Dataset entries
___
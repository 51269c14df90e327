// crates/tillhouse-server/src/admin.rs
// ============================================================================
// Module: Tenant Administration Routes
// Description: Platform-facing tenant management endpoints.
// Purpose: Expose the lifecycle operations to super-admins and admins.
// Dependencies: axum, serde, tillhouse-core, tillhouse-tenancy
// ============================================================================

//! ## Overview
//! Every handler requires a platform principal. Provisioning dispatches on
//! the caller's role (super-admins provision immediately, admins file a
//! pending request). Approval, rejection, and deletion are reserved to
//! super-admins.

// ============================================================================
// SECTION: Imports
// ============================================================================

use axum::Extension;
use axum::Json;
use axum::extract::Path;
use axum::extract::Query;
use axum::extract::State;
use axum::http::StatusCode;
use serde::Deserialize;
use serde::Serialize;
use tillhouse_core::NewTenant;
use tillhouse_core::Principal;
use tillhouse_core::Role;
use tillhouse_core::TenantCode;
use tillhouse_core::TenantRecord;
use tillhouse_core::TenantStatus;
use tillhouse_tenancy::DeleteOutcome;
use tillhouse_tenancy::RotationOutcome;

use crate::error::ApiError;
use crate::scope::RequestScope;
use crate::state::AppState;

// ============================================================================
// SECTION: Payloads
// ============================================================================

/// Query parameters for the tenant listing.
#[derive(Debug, Deserialize)]
pub struct ListQuery {
    /// Optional status filter.
    #[serde(default)]
    pub status: Option<TenantStatus>,
}

/// Tenant view returned to clients; never includes the password hash.
#[derive(Debug, Serialize)]
pub struct TenantView {
    /// Tenant code.
    pub tenant_code: TenantCode,
    /// Business name.
    pub business_name: String,
    /// Owner display name.
    pub owner_name: String,
    /// Owner email.
    pub owner_email: String,
    /// Owner phone.
    pub owner_phone: Option<String>,
    /// Owner login username.
    pub username: String,
    /// Lifecycle status.
    pub status: TenantStatus,
    /// Role that created the row.
    pub created_by_role: Option<Role>,
    /// First activation time (unix ms).
    pub activated_at: Option<i64>,
    /// Validity expiry (unix ms).
    pub valid_until: Option<i64>,
    /// Creation time (unix ms).
    pub created_at: i64,
    /// Whether a tenant file exists on disk.
    pub has_database: bool,
}

impl TenantView {
    /// Builds the view for a record.
    fn from_record(record: TenantRecord, has_database: bool) -> Self {
        Self {
            tenant_code: record.tenant_code,
            business_name: record.business_name,
            owner_name: record.owner_name,
            owner_email: record.owner_email,
            owner_phone: record.owner_phone,
            username: record.username,
            status: record.status,
            created_by_role: record.created_by_role,
            activated_at: record.activated_at,
            valid_until: record.valid_until,
            created_at: record.created_at,
            has_database,
        }
    }
}

/// Credential rotation request.
#[derive(Deserialize)]
pub struct CredentialsRequest {
    /// New owner username.
    pub username: String,
    /// New owner password.
    pub password: String,
}

/// Status toggle request.
#[derive(Debug, Deserialize)]
pub struct StatusRequest {
    /// Target status (`active` or `inactive`).
    pub status: TenantStatus,
}

/// Validity change request.
#[derive(Debug, Deserialize)]
pub struct ValidityRequest {
    /// Expiry (unix ms); `null` clears it.
    pub valid_until: Option<i64>,
}

// ============================================================================
// SECTION: Handlers
// ============================================================================

/// `GET /api/admin/tenants`
pub async fn list_tenants(
    State(state): State<AppState>,
    Extension(scope): Extension<RequestScope>,
    Query(query): Query<ListQuery>,
) -> Result<Json<Vec<TenantView>>, ApiError> {
    scope.require_platform()?;
    let records = state.lifecycle().list(query.status).await?;
    let views = records
        .into_iter()
        .map(|record| {
            let has_database = state.factory().exists(&record.tenant_code);
            TenantView::from_record(record, has_database)
        })
        .collect();
    Ok(Json(views))
}

/// `POST /api/admin/tenants`
pub async fn create_tenant(
    State(state): State<AppState>,
    Extension(scope): Extension<RequestScope>,
    Json(request): Json<NewTenant>,
) -> Result<(StatusCode, Json<TenantView>), ApiError> {
    let actor = scope.require_platform()?;
    let record = state.lifecycle().provision(request, actor).await?;
    let has_database = state.factory().exists(&record.tenant_code);
    Ok((StatusCode::CREATED, Json(TenantView::from_record(record, has_database))))
}

/// `GET /api/admin/tenants/{code}`
pub async fn get_tenant(
    State(state): State<AppState>,
    Extension(scope): Extension<RequestScope>,
    Path(code): Path<String>,
) -> Result<Json<TenantView>, ApiError> {
    scope.require_platform()?;
    let code = parse_code(&code)?;
    let record = state.lifecycle().get(&code).await?;
    let has_database = state.factory().exists(&code);
    Ok(Json(TenantView::from_record(record, has_database)))
}

/// `POST /api/admin/tenants/{code}/approve`
pub async fn approve_tenant(
    State(state): State<AppState>,
    Extension(scope): Extension<RequestScope>,
    Path(code): Path<String>,
) -> Result<Json<TenantView>, ApiError> {
    let actor = require_super_admin(&scope)?;
    let code = parse_code(&code)?;
    let record = state.lifecycle().approve(&code, actor).await?;
    Ok(Json(TenantView::from_record(record, true)))
}

/// `POST /api/admin/tenants/{code}/reject`
pub async fn reject_tenant(
    State(state): State<AppState>,
    Extension(scope): Extension<RequestScope>,
    Path(code): Path<String>,
) -> Result<StatusCode, ApiError> {
    let actor = require_super_admin(&scope)?;
    let code = parse_code(&code)?;
    state.lifecycle().reject(&code, actor).await?;
    Ok(StatusCode::NO_CONTENT)
}

/// `PUT /api/admin/tenants/{code}/credentials`
pub async fn rotate_credentials(
    State(state): State<AppState>,
    Extension(scope): Extension<RequestScope>,
    Path(code): Path<String>,
    Json(request): Json<CredentialsRequest>,
) -> Result<Json<RotationOutcome>, ApiError> {
    let actor = scope.require_platform()?;
    let code = parse_code(&code)?;
    let outcome = state
        .lifecycle()
        .rotate_owner_credentials(&code, &request.username, &request.password, actor)
        .await?;
    Ok(Json(outcome))
}

/// `PUT /api/admin/tenants/{code}/status`
pub async fn set_status(
    State(state): State<AppState>,
    Extension(scope): Extension<RequestScope>,
    Path(code): Path<String>,
    Json(request): Json<StatusRequest>,
) -> Result<Json<TenantView>, ApiError> {
    let actor = scope.require_platform()?;
    let code = parse_code(&code)?;
    let record = state.lifecycle().set_status(&code, request.status, actor).await?;
    let has_database = state.factory().exists(&code);
    Ok(Json(TenantView::from_record(record, has_database)))
}

/// `PUT /api/admin/tenants/{code}/validity`
pub async fn set_validity(
    State(state): State<AppState>,
    Extension(scope): Extension<RequestScope>,
    Path(code): Path<String>,
    Json(request): Json<ValidityRequest>,
) -> Result<Json<TenantView>, ApiError> {
    let actor = scope.require_platform()?;
    let code = parse_code(&code)?;
    let record = state.lifecycle().set_validity(&code, request.valid_until, actor).await?;
    let has_database = state.factory().exists(&code);
    Ok(Json(TenantView::from_record(record, has_database)))
}

/// `DELETE /api/admin/tenants/{code}`
pub async fn delete_tenant(
    State(state): State<AppState>,
    Extension(scope): Extension<RequestScope>,
    Path(code): Path<String>,
) -> Result<Json<DeleteOutcome>, ApiError> {
    let actor = require_super_admin(&scope)?;
    let code = parse_code(&code)?;
    let outcome = state.lifecycle().delete(&code, actor).await?;
    Ok(Json(outcome))
}

// ============================================================================
// SECTION: Helpers
// ============================================================================

/// Parses a path segment into a tenant code; invalid codes cannot exist.
fn parse_code(value: &str) -> Result<TenantCode, ApiError> {
    TenantCode::parse(value).map_err(|_| ApiError::NotFound("tenant not found".to_string()))
}

/// Requires a super-admin caller.
fn require_super_admin(scope: &RequestScope) -> Result<&Principal, ApiError> {
    let actor = scope.require_platform()?;
    if actor.role != Role::SuperAdmin {
        return Err(ApiError::Forbidden("super_admin role required".to_string()));
    }
    Ok(actor)
}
___
**Assignment:**
The reply must consist solely of the lines from the one containing "-> Result<Json<DeleteOutcome>, ApiError>" through the last line of the data, reproduced exactly.

**Result:**
) -> Result<Json<DeleteOutcome>, ApiError> {
    let actor = require_super_admin(&scope)?;
    let code = parse_code(&code)?;
    let outcome = state.lifecycle().delete(&code, actor).await?;
    Ok(Json(outcome))
}

// ============================================================================
// SECTION: Helpers
// ============================================================================

/// Parses a path segment into a tenant code; invalid codes cannot exist.
fn parse_code(value: &str) -> Result<TenantCode, ApiError> {
    TenantCode::parse(value).map_err(|_| ApiError::NotFound("tenant not found".to_string()))
}

/// Requires a super-admin caller.
fn require_super_admin(scope: &RequestScope) -> Result<&Principal, ApiError> {
    let actor = scope.require_platform()?;
    if actor.role != Role::SuperAdmin {
        return Err(ApiError::Forbidden("super_admin role required".to_string()));
    }
    Ok(actor)
}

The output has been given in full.